Litvinenko inquiry: Britain cannot let Russia get away with murder

We have seen the worst of Russia in this saga - now we must both hope for the best

Thursday 21 January 2016 23:27
Alexander Litvinenko at the Intensive Care Unit of University College Hospital
Alexander Litvinenko at the Intensive Care Unit of University College Hospital

A British citizen was murdered on the streets of London by radioactive poisoning from a teapot in a “hit” probably approved by a foreign head of state. This astonishing allegation is the new basis of the relationship between Britain and Russia. It needs a clear, strong and effective response and may, in the short term, put Moscow in the diplomatic deep freeze.
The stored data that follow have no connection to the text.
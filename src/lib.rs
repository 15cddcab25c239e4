//! oractl: lifecycle manager for a containerized Oracle database lab
//!
//! Takes a host from "nothing installed" to a running two-instance database
//! deployment plus monitoring dashboard, and exposes idempotent lifecycle
//! verbs afterwards. The database image, the compose services, and the
//! monitoring app are external collaborators; this crate only orchestrates
//! their invocation.

pub mod compose;
pub mod error;
pub mod exec;
pub mod host;
pub mod image;
pub mod launch;
pub mod lifecycle;
pub mod settings;
pub mod setup;
pub mod vendor;
pub mod workdir;

pub use compose::{ComposeCommand, ComposeForm};
pub use error::SetupError;
pub use host::{check_host_requirements, CheckItem, HostCheckResult};
pub use lifecycle::LifecycleVerb;
pub use settings::Settings;
pub use setup::{run_setup, SetupOptions};
pub use vendor::{OperatorPrompt, StdinPrompt};
pub use workdir::Workspace;
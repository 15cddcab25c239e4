//! Setup-flow error types
use std::path::PathBuf;
use std::process::ExitStatus;
use thiserror::Error;

#[derive(Debug, Error)]
pub enum SetupError {
    /// Host environment requirements not met (wrong OS, missing tools, dead daemon).
    /// Carries the fully rendered check report.
    #[error("{0}")]
    Environment(String),

    #[error("no container orchestrator found: need `docker compose` or `docker-compose` on PATH")]
    ComposeNotFound,

    #[error("failed to run {program}: {source}")]
    Spawn {
        program: String,
        #[source]
        source: std::io::Error,
    },

    #[error("{program} failed ({status})")]
    CommandFailed { program: String, status: ExitStatus },

    #[error("clone of {url} failed ({status}); any partial checkout is left in place for inspection")]
    CloneFailed { url: String, status: ExitStatus },

    #[error("installation artifact {name} not found at {primary:?} or {fallback:?}")]
    ArtifactMissing {
        name: String,
        primary: PathBuf,
        fallback: PathBuf,
    },

    #[error("failed to copy {from:?} to {to:?}: {source}")]
    CopyFailed {
        from: PathBuf,
        to: PathBuf,
        #[source]
        source: std::io::Error,
    },

    #[error("image build failed for {image} ({status})")]
    BuildFailed { image: String, status: ExitStatus },

    /// Terminal gate of the setup flow: descriptor or config file absent.
    #[error("cannot launch deployment: {0:?} not found")]
    MissingDeploymentFile(PathBuf),

    #[error("IO error: {0}")]
    Io(#[from] std::io::Error),
}
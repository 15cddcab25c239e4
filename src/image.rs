//! Database image build orchestration
//!
//! The image itself is produced by the vendor's build entrypoint; this module
//! only decides whether to invoke it, patches the vendor's disk-space
//! precondition first, and tears existing state down for `--clean` runs.

use crate::compose::ComposeCommand;
use crate::error::SetupError;
use crate::exec;
use crate::workdir::Workspace;

/// Shipped value of the vendor's disk-space precondition.
const SPACE_LINE_SHIPPED: &str = "REQUIRED_SPACE_GB=18";
/// Value this deployment can actually satisfy.
const SPACE_LINE_PATCHED: &str = "REQUIRED_SPACE_GB=12";

/// Outcome of the disk-space precondition patch.
#[derive(Debug, PartialEq, Eq)]
pub enum SpacePatch {
    /// The shipped line was found and replaced; carries the new script text.
    Applied(String),
    /// The script already carries the lowered value.
    AlreadyApplied,
    /// Neither value was found; the vendor changed the script.
    LineNotFound,
}

/// Exact-substring substitution of the disk-space requirement.
///
/// Running it twice is stable: the second pass sees the lowered value and
/// reports `AlreadyApplied` without touching the text.
pub fn apply_space_patch(script: &str) -> SpacePatch {
    if script.contains(SPACE_LINE_SHIPPED) {
        SpacePatch::Applied(script.replace(SPACE_LINE_SHIPPED, SPACE_LINE_PATCHED))
    } else if script.contains(SPACE_LINE_PATCHED) {
        SpacePatch::AlreadyApplied
    } else {
        SpacePatch::LineNotFound
    }
}

/// Patch the build script in place, lowering the disk-space requirement.
pub async fn patch_space_check(ws: &Workspace) -> Result<(), SetupError> {
    let script_path = ws.build_script();
    let script = tokio::fs::read_to_string(&script_path).await?;

    match apply_space_patch(&script) {
        SpacePatch::Applied(patched) => {
            tokio::fs::write(&script_path, patched).await?;
            tracing::info!(
                "[ImageBuilder] Lowered disk-space requirement to {} in {:?}",
                SPACE_LINE_PATCHED,
                script_path
            );
        }
        SpacePatch::AlreadyApplied => {
            tracing::info!("[ImageBuilder] Disk-space requirement already lowered");
        }
        SpacePatch::LineNotFound => {
            // The vendor may have reworked its threshold handling; the build
            // itself remains the authority on whether space suffices.
            tracing::warn!(
                "[ImageBuilder] Expected line `{}` not found in {:?}; leaving the script untouched",
                SPACE_LINE_SHIPPED,
                script_path
            );
        }
    }
    Ok(())
}

/// Query the container runtime for the image. Existence is never tracked
/// locally; the runtime is re-asked on every run.
pub async fn image_exists(ws: &Workspace) -> Result<bool, SetupError> {
    let output = exec::run_capture("docker", &["images", "-q", &ws.settings.image], &ws.root).await?;
    if !output.status.success() {
        return Err(SetupError::CommandFailed {
            program: "docker images".to_string(),
            status: output.status,
        });
    }
    Ok(!String::from_utf8_lossy(&output.stdout).trim().is_empty())
}

/// Build the database image unless it already exists.
pub async fn ensure_image(ws: &Workspace) -> Result<(), SetupError> {
    if image_exists(ws).await? {
        tracing::info!(
            "[ImageBuilder] Image {} already present; run `oractl setup --clean` to force a rebuild",
            ws.settings.image
        );
        return Ok(());
    }

    patch_space_check(ws).await?;

    tracing::info!(
        "[ImageBuilder] Building {} with {} -v {} -e (this takes a while)",
        ws.settings.image,
        ws.settings.build_script,
        ws.settings.db_version
    );

    // The entrypoint must run from the build-script directory; only the child
    // gets that working directory, the process-global one is untouched.
    let entrypoint = format!("./{}", ws.settings.build_script);
    let status = exec::run_streaming(
        &entrypoint,
        &["-v", &ws.settings.db_version, "-e"],
        &ws.dockerfiles_dir(),
    )
    .await?;

    if !status.success() {
        return Err(SetupError::BuildFailed {
            image: ws.settings.image.clone(),
            status,
        });
    }
    Ok(())
}

/// `--clean`: bring the deployment down and remove the image so the build
/// starts from an empty state. Both steps are best-effort.
pub async fn clean(ws: &Workspace, compose: &ComposeCommand) -> Result<(), SetupError> {
    if ws.compose_file().is_file() {
        // Containers may not exist yet; a failed down is not a problem.
        match compose.run_streaming(&["down"], &ws.root).await {
            Ok(status) if status.success() => {
                tracing::info!("[ImageBuilder] Existing deployment brought down");
            }
            Ok(status) => {
                tracing::warn!("[ImageBuilder] compose down failed ({}), continuing", status);
            }
            Err(e) => {
                tracing::warn!("[ImageBuilder] compose down failed ({}), continuing", e);
            }
        }
    }

    if image_exists(ws).await? {
        tracing::info!("[ImageBuilder] Removing image {}", ws.settings.image);
        match exec::run_streaming("docker", &["rmi", "-f", &ws.settings.image], &ws.root).await {
            Ok(status) if status.success() => {}
            Ok(status) => {
                // The image may be in use; the rebuild can still proceed.
                tracing::warn!("[ImageBuilder] docker rmi failed ({}), continuing", status);
            }
            Err(e) => {
                tracing::warn!("[ImageBuilder] docker rmi failed ({}), continuing", e);
            }
        }
    } else {
        tracing::info!("[ImageBuilder] No image {} to remove", ws.settings.image);
    }
    Ok(())
}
Alexander Litvinenko’s past, in which he worked with a variety of foreign intelligence agencies, cannot impinge on the fact that, as a British citizen living in this country, his murder has to be taken with the utmost seriousness. Nor does the instinctive Russian response to the revelation – branding the report a “joke”– do much to reassure any of us about the chances of a grown-up discussion of the subject, let alone the acceptance of responsibility for an innocent man’s death.

International relations should, of course, carry a heavy dose of pragmatism. But they lose all meaning if particular states refuse to play by the rules, or if countries fail to bring their own (preferably civilised) values to bear on the international stage. David Cameron accused Russia of “state-sponsored” murder, and promised further asset freezes. The Prime Minister appeared apprehensive of going too far – citing the need to find some solution to the Syria crisis, in which Russia has assumed a key role.

This is hardly an acceptable reason to go easy on punishing a murder: Litvinenko’s death cannot be treated in isolation, but cannot be forgiven, either. Cameron is right, however, that new economic sanctions would only further distance a diplomatic path to peace.

A man has been murdered; his grieving widow has been on a long and almost unimaginably grim journey in search of justice. This is the personal tragedy of the case, and it is awful. The wider picture is of an already strained bilateral relationship that is now broken, and will take years to rebuild.

We have seen the worst of Russia in this saga. Now we must both hope for the best, and hope that the best is good enough. On yesterday’s evidence, we may be hoping for some time.